En una medida que puede ser discutida, el Concejo Deliberante resolvió el martes no abrir el período de sesiones de este año en el marco del conflicto que generó la pelea entre el Gobierno y el campo. Acertada o desacertada, la medida se tomó y se ejecutó. Pero ahora viene otro tiempo: Fernando Espinoza inaugurará por primera vez el trabajo legislativo como intendente elegido por el voto de la gente, y deberán ser los 24 concejales los encargados de colocar en un marco de diálogo, consenso y solución los problemas de los vecinos.
Se puede mencionar así el bloque que por estas horas se realiza en las puertas de la Ceamse. Y no importa quiénes desarrollen la protesta porque es imperioso buscarle una salida al problema de la basura en el distrito. Tampoco debiera importar a quién le cabe el sayo en esta cuestión. Si la Provincia es responsable habrá que encender los mecanismos necesarios para que el Gobierno de Daniel Scioli decida de una buena vez por todas qué se hace con ese predio que fue abierto en la época de la dictadura en González Catán.
Llega entonces el momento de Ciudad Evita, localidad donde se estaría instalando la planta de transferencia de residuos. Ninguna explicación deja conformes a los Autoconvocados de la zona, tal vez porque deberán replantearse concejales y funcionarios en general cómo hacer para aminorar el descreimiento de la gente hacia la clase política.
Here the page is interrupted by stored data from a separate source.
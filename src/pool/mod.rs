//! Bounded worker pool (component G, spec §4.G).
//!
//! A pool owns a set of worker threads, each structurally identical to a
//! §4.F actor minus the mailbox/registry machinery: on startup it
//! evaluates the pool's `init_script`, then loops taking scripts off the
//! pool's shared work queue and depositing results into a completion map
//! keyed by job id. Unlike an actor, a pool worker has no identity visible
//! to `thread::send` — only the pool as a whole is addressable.
//!
//! Grounded on the condvar-per-entry result-storage pattern and
//! `crossbeam_channel`-free, `thread::Builder`-spawned worker loop of the
//! teacher's `core::worker_pool::native` module, generalized from its
//! single-shape request/response job to this component's richer job
//! record (detached vs. tracked, job-id accounting, idle-timeout
//! retirement, min/max workers).

use std::collections::{HashMap, VecDeque};
use std::sync::atomic::{AtomicU64, Ordering};
use std::sync::Arc;
use std::thread::{self, JoinHandle};
use std::time::Duration;

use parking_lot::{Condvar, Mutex};
use tracing::{debug, info};

use crate::error::ThreadError;
use crate::script::{EvalOutcome, Interpreter};
use crate::util::IdCounter;

/// Unique identity of a pool, surfaced to scripts as `tpool<u>` (spec §6).
#[derive(Debug, Clone, Copy, PartialEq, Eq, Hash, PartialOrd, Ord)]
pub struct PoolId(u64);

impl std::fmt::Display for PoolId {
    fn fmt(&self, f: &mut std::fmt::Formatter<'_>) -> std::fmt::Result {
        write!(f, "tpool{}", self.0)
    }
}

/// Configuration a pool is created with (spec §6 `tpool create` options).
#[derive(Debug, Clone)]
pub struct PoolOptions {
    /// Workers kept alive even while idle (never retired below this).
    pub min_workers: usize,
    /// Upper bound on concurrently live workers.
    pub max_workers: usize,
    /// How long an idle worker above `min_workers` waits before retiring.
    /// `None` means wait forever (never retire on idleness).
    pub idle_timeout: Option<Duration>,
    /// A script every worker evaluates once, immediately after its
    /// interpreter is created and before it serves its first job.
    pub init_script: Option<String>,
}

impl Default for PoolOptions {
    fn default() -> Self {
        Self {
            min_workers: 0,
            max_workers: 4,
            idle_timeout: None,
            init_script: None,
        }
    }
}

impl PoolOptions {
    /// Validate that the option bundle describes a constructible pool.
    ///
    /// # Errors
    ///
    /// Returns [`ThreadError::InvalidConfig`] if `max_workers` is zero or
    /// smaller than `min_workers`.
    pub fn validate(&self) -> Result<(), ThreadError> {
        if self.max_workers == 0 {
            return Err(ThreadError::InvalidConfig("max_workers must be > 0".into()));
        }
        if self.min_workers > self.max_workers {
            return Err(ThreadError::InvalidConfig(
                "min_workers must not exceed max_workers".into(),
            ));
        }
        Ok(())
    }
}

#[derive(Debug, Clone)]
enum JobState {
    Pending,
    Done(EvalOutcome),
}

struct QueuedJob {
    job_id: Option<u64>,
    script: String,
}

struct PoolState {
    teardown: bool,
    workers: usize,
    idle_workers: usize,
    queue: VecDeque<QueuedJob>,
    completion: HashMap<u64, JobState>,
}

/// One thread pool (spec §3 "Thread pool", §4.G).
pub struct Pool {
    id: PoolId,
    options: PoolOptions,
    state: Mutex<PoolState>,
    work_available: Condvar,
    workers_idle: Condvar,
    job_ids: AtomicU64,
    refcount: std::sync::atomic::AtomicI64,
    make_interp: Arc<dyn Fn() -> Box<dyn Interpreter> + Send + Sync>,
    handles: Mutex<Vec<JoinHandle<()>>>,
}

impl Pool {
    fn spawn_worker(self: &Arc<Self>) {
        let pool = Arc::clone(self);
        let builder = thread::Builder::new().name(format!("{}-worker", pool.id));
        let handle = builder
            .spawn(move || worker_main(pool))
            .expect("failed to spawn pool worker thread");
        self.handles.lock().push(handle);
    }

    /// `tpool post ?-detached? pool script`.
    ///
    /// Spawns a fresh worker if none is idle and capacity allows; otherwise
    /// the job waits on the shared queue for the next worker to free up.
    /// Returns the job id unless `detached` is set, matching spec §6's
    /// "returns the job id (or nothing if detached)".
    #[must_use]
    pub fn post(self: &Arc<Self>, script: String, detached: bool) -> Option<u64> {
        let job_id = (!detached).then(|| self.job_ids.fetch_add(1, Ordering::Relaxed));
        let mut state = self.state.lock();
        if let Some(id) = job_id {
            state.completion.insert(id, JobState::Pending);
        }
        state.queue.push_back(QueuedJob { job_id, script });
        if state.idle_workers == 0 && state.workers < self.options.max_workers {
            state.workers += 1;
            drop(state);
            self.spawn_worker();
        } else {
            drop(state);
        }
        self.work_available.notify_one();
        job_id
    }

    /// `tpool wait pool jobIdList ?pendingVarName?`: partition `job_ids`
    /// into those completed and those still pending, blocking until at
    /// least one has completed. Unknown job ids are dropped from both
    /// lists, matching spec §4.G.
    #[must_use]
    pub fn wait(&self, job_ids: &[u64]) -> (Vec<u64>, Vec<u64>) {
        let mut state = self.state.lock();
        loop {
            let mut done = Vec::new();
            let mut pending = Vec::new();
            for &id in job_ids {
                match state.completion.get(&id) {
                    Some(JobState::Done(_)) => done.push(id),
                    Some(JobState::Pending) => pending.push(id),
                    None => {}
                }
            }
            if !done.is_empty() || pending.is_empty() {
                return (done, pending);
            }
            self.workers_idle.wait(&mut state);
        }
    }

    /// `tpool get pool jobId ?resVarName?`: pop and return a completed
    /// job's outcome.
    ///
    /// # Errors
    ///
    /// - [`ThreadError::NoSuchJob`] if `job_id` has no completion entry
    ///   (never posted, detached, or already collected).
    /// - [`ThreadError::NotCompleted`] if it is still pending.
    pub fn collect(&self, job_id: u64) -> Result<EvalOutcome, ThreadError> {
        let mut state = self.state.lock();
        match state.completion.get(&job_id) {
            None => Err(ThreadError::NoSuchJob(job_id)),
            Some(JobState::Pending) => Err(ThreadError::NotCompleted(job_id)),
            Some(JobState::Done(_)) => {
                let Some(JobState::Done(outcome)) = state.completion.remove(&job_id) else {
                    unreachable!("checked above")
                };
                Ok(outcome)
            }
        }
    }

    /// Current reservation count.
    #[must_use]
    pub fn refcount(&self) -> i64 {
        self.refcount.load(Ordering::SeqCst)
    }

    /// `tpool preserve`.
    pub fn preserve(&self) -> i64 {
        self.refcount.fetch_add(1, Ordering::SeqCst) + 1
    }

    /// `tpool release`: on release-to-zero, tear the pool down — signal
    /// every worker, block (the calling thread) until all have exited,
    /// drain the completion map, and discard any jobs still queued.
    pub fn release(self: &Arc<Self>) -> i64 {
        let remaining = self.refcount.fetch_sub(1, Ordering::SeqCst) - 1;
        if remaining <= 0 {
            self.teardown();
        }
        remaining
    }

    fn teardown(self: &Arc<Self>) {
        {
            let mut state = self.state.lock();
            state.teardown = true;
            state.queue.clear();
        }
        self.work_available.notify_all();
        let handles = std::mem::take(&mut *self.handles.lock());
        for handle in handles {
            let _ = handle.join();
        }
        self.state.lock().completion.clear();
        // Wake anyone parked in `wait()` on a job that was queued but never
        // picked up: teardown just dropped it from `completion`, so their
        // loop re-checks, finds it gone, and returns it as unknown rather
        // than blocking forever on a pool that no longer has workers.
        self.workers_idle.notify_all();
        info!(pool = %self.id, "pool torn down");
    }

    /// `true` while this pool can still accept work (not torn down).
    #[must_use]
    pub fn is_live(&self) -> bool {
        !self.state.lock().teardown
    }
}

fn worker_main(pool: Arc<Pool>) {
    let mut interp = (pool.make_interp)();
    if let Some(script) = &pool.options.init_script {
        let _ = interp.eval(script);
    }
    {
        let mut state = pool.state.lock();
        state.idle_workers += 1;
    }
    loop {
        let job = {
            let mut state = pool.state.lock();
            loop {
                if state.teardown {
                    state.workers -= 1;
                    state.idle_workers -= 1;
                    return;
                }
                if let Some(job) = state.queue.pop_front() {
                    state.idle_workers -= 1;
                    break job;
                }
                let above_min = state.workers > pool.options.min_workers;
                let timed_out = match pool.options.idle_timeout {
                    Some(d) if above_min => pool.work_available.wait_for(&mut state, d).timed_out(),
                    _ => {
                        pool.work_available.wait(&mut state);
                        false
                    }
                };
                if timed_out && state.queue.is_empty() && !state.teardown {
                    state.workers -= 1;
                    state.idle_workers -= 1;
                    debug!(pool = %pool.id, "worker retired after idle timeout");
                    return;
                }
            }
        };

        let outcome = interp.eval(&job.script);

        let mut state = pool.state.lock();
        if let Some(id) = job.job_id {
            state.completion.insert(id, JobState::Done(outcome));
        }
        state.idle_workers += 1;
        drop(state);
        pool.workers_idle.notify_all();
    }
}

/// The process-wide pool registry (spec §3 "links into the global pool
/// list").
#[derive(Default)]
pub struct PoolRegistry {
    pools: Mutex<HashMap<PoolId, Arc<Pool>>>,
    counter: IdCounter,
}

impl PoolRegistry {
    /// Create an empty registry.
    #[must_use]
    pub fn new() -> Self {
        Self::default()
    }

    /// `tpool create`: build a pool, eagerly spawning `min_workers`
    /// workers (spec §3's "`workers >= min_workers` unless tear-down").
    ///
    /// # Errors
    ///
    /// Propagates [`PoolOptions::validate`]'s error.
    pub fn create(
        &self,
        options: PoolOptions,
        make_interp: impl Fn() -> Box<dyn Interpreter> + Send + Sync + 'static,
    ) -> Result<PoolId, ThreadError> {
        options.validate()?;
        let id = PoolId(self.counter.next());
        let min_workers = options.min_workers;
        let pool = Arc::new(Pool {
            id,
            options,
            state: Mutex::new(PoolState {
                teardown: false,
                workers: 0,
                idle_workers: 0,
                queue: VecDeque::new(),
                completion: HashMap::new(),
            }),
            work_available: Condvar::new(),
            workers_idle: Condvar::new(),
            job_ids: AtomicU64::new(0),
            refcount: std::sync::atomic::AtomicI64::new(1),
            make_interp: Arc::new(make_interp),
            handles: Mutex::new(Vec::new()),
        });
        for _ in 0..min_workers {
            pool.state.lock().workers += 1;
            pool.spawn_worker();
        }
        self.pools.lock().insert(id, Arc::clone(&pool));
        info!(pool = %id, min_workers = min_workers, max_workers = pool.options.max_workers, "pool created");
        Ok(id)
    }

    /// Resolve `id` to a live pool.
    ///
    /// # Errors
    ///
    /// Returns [`ThreadError::InvalidPool`] if `id` is unknown.
    pub fn resolve(&self, id: PoolId) -> Result<Arc<Pool>, ThreadError> {
        self.pools
            .lock()
            .get(&id)
            .cloned()
            .ok_or_else(|| ThreadError::InvalidPool(id.to_string()))
    }

    /// `tpool release`: release one reservation; if it drops to zero, tear
    /// the pool down and remove it from the registry so it no longer
    /// resolves (spec §8 scenario 4).
    ///
    /// # Errors
    ///
    /// Returns [`ThreadError::InvalidPool`] if `id` is unknown.
    pub fn release(&self, id: PoolId) -> Result<i64, ThreadError> {
        let pool = self.resolve(id)?;
        let remaining = pool.release();
        if remaining <= 0 {
            self.pools.lock().remove(&id);
        }
        Ok(remaining)
    }

    /// `tpool preserve`.
    ///
    /// # Errors
    ///
    /// Returns [`ThreadError::InvalidPool`] if `id` is unknown.
    pub fn preserve(&self, id: PoolId) -> Result<i64, ThreadError> {
        Ok(self.resolve(id)?.preserve())
    }
}
//! Shared utilities: id generation and telemetry bootstrap.

pub mod ids;
pub mod telemetry;

pub use ids::IdCounter;
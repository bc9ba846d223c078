//! Process-wide handle registry (component A).
//!
//! Maps opaque script-facing handle strings of the form `<tag>id<counter>`
//! to sync-primitive objects. The registry lock is held only across the map
//! access, never across user work on the resolved object, matching spec
//! §4.A's resolution contract.

use std::collections::HashMap;
use std::sync::Arc;

use parking_lot::Mutex;

use crate::error::ThreadError;
use crate::sync::{CondVar, ExclusiveMutex, RecursiveMutex, RwMutex};
use crate::util::IdCounter;

/// The single-character tag encoding a handle's primitive kind, per spec §3
/// ("Sync-handle table") and §4.A.
#[derive(Debug, Clone, Copy, PartialEq, Eq)]
pub enum HandleTag {
    /// Exclusive (non-reentrant) mutex — tag `m`.
    Exclusive,
    /// Recursive mutex — tag `r`.
    Recursive,
    /// Reader/writer mutex — tag `w`.
    ReaderWriter,
    /// Condition variable — tag `c`.
    Condvar,
}

impl HandleTag {
    fn as_char(self) -> char {
        match self {
            Self::Exclusive => 'm',
            Self::Recursive => 'r',
            Self::ReaderWriter => 'w',
            Self::Condvar => 'c',
        }
    }
}

/// A registered synchronization object, tagged by kind.
///
/// A tagged-variant enum is used in place of a `dyn Any` registry, per the
/// design note preferring "a tagged-variant type over string prefix
/// parsing": dispatch on `SyncObject` is a `match`, not a `str` scan of the
/// handle.
#[derive(Clone)]
pub enum SyncObject {
    /// An exclusive mutex.
    Exclusive(Arc<ExclusiveMutex>),
    /// A recursive mutex.
    Recursive(Arc<RecursiveMutex>),
    /// A reader/writer mutex.
    ReaderWriter(Arc<RwMutex>),
    /// A condition variable.
    Condvar(Arc<CondVar>),
}

impl SyncObject {
    fn tag(&self) -> HandleTag {
        match self {
            Self::Exclusive(_) => HandleTag::Exclusive,
            Self::Recursive(_) => HandleTag::Recursive,
            Self::ReaderWriter(_) => HandleTag::ReaderWriter,
            Self::Condvar(_) => HandleTag::Condvar,
        }
    }
}

/// The process-wide sync-handle table (spec §4.A).
#[derive(Default)]
pub struct HandleRegistry {
    objects: Mutex<HashMap<String, SyncObject>>,
    counter: IdCounter,
}

impl HandleRegistry {
    /// Create an empty registry.
    #[must_use]
    pub fn new() -> Self {
        Self::default()
    }

    /// Register `object` and return its new, never-reused handle string.
    pub fn register(&self, object: SyncObject) -> String {
        let tag = object.tag().as_char();
        let id = self.counter.next();
        let handle = format!("{tag}id{id}");
        self.objects.lock().insert(handle.clone(), object);
        handle
    }

    /// Resolve `handle` to its registered object.
    pub fn resolve(&self, handle: &str) -> Result<SyncObject, ThreadError> {
        self.objects
            .lock()
            .get(handle)
            .cloned()
            .ok_or_else(|| ThreadError::NoSuchHandle(handle.to_string()))
    }

    /// Remove `handle` from the registry. Idempotent: removing an unknown
    /// handle is not an error.
    pub fn unregister(&self, handle: &str) {
        self.objects.lock().remove(handle);
    }

    /// Resolve `handle` expecting an exclusive mutex.
    pub fn resolve_exclusive(&self, handle: &str) -> Result<Arc<ExclusiveMutex>, ThreadError> {
        match self.resolve(handle)? {
            SyncObject::Exclusive(m) => Ok(m),
            _ => Err(ThreadError::WrongMutexType(handle.to_string())),
        }
    }

    /// Resolve `handle` expecting a recursive mutex.
    pub fn resolve_recursive(&self, handle: &str) -> Result<Arc<RecursiveMutex>, ThreadError> {
        match self.resolve(handle)? {
            SyncObject::Recursive(m) => Ok(m),
            _ => Err(ThreadError::WrongMutexType(handle.to_string())),
        }
    }

    /// Resolve `handle` expecting a reader/writer mutex.
    pub fn resolve_rwlock(&self, handle: &str) -> Result<Arc<RwMutex>, ThreadError> {
        match self.resolve(handle)? {
            SyncObject::ReaderWriter(m) => Ok(m),
            _ => Err(ThreadError::WrongMutexType(handle.to_string())),
        }
    }

    /// Resolve `handle` expecting a condition variable.
    pub fn resolve_condvar(&self, handle: &str) -> Result<Arc<CondVar>, ThreadError> {
        match self.resolve(handle)? {
            SyncObject::Condvar(c) => Ok(c),
            _ => Err(ThreadError::WrongMutexType(handle.to_string())),
        }
    }
}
En Ramos Mejía también es hora de escuchar a la gente. De saber que los vecinos quieren detener la construcción de edificios y pretenden recuperar espacios verdes. Al igual que en Lomas del Mirador, desde donde se pide mayor seguridad.
Sería bueno entonces no escuchar más la frase “eso le corresponde a la Provincia”, si eso está afectando a la gente de La Matanza. Y no leer cualquier reclamo como una bandera política, porque así como los oportunistas se meten en las movidas para intentar desviar la consigna, en cada reclamo hay gente común –si cabe el término- que quiere vivir mejor y empezar a creer un poco más en quienes la gobiernan.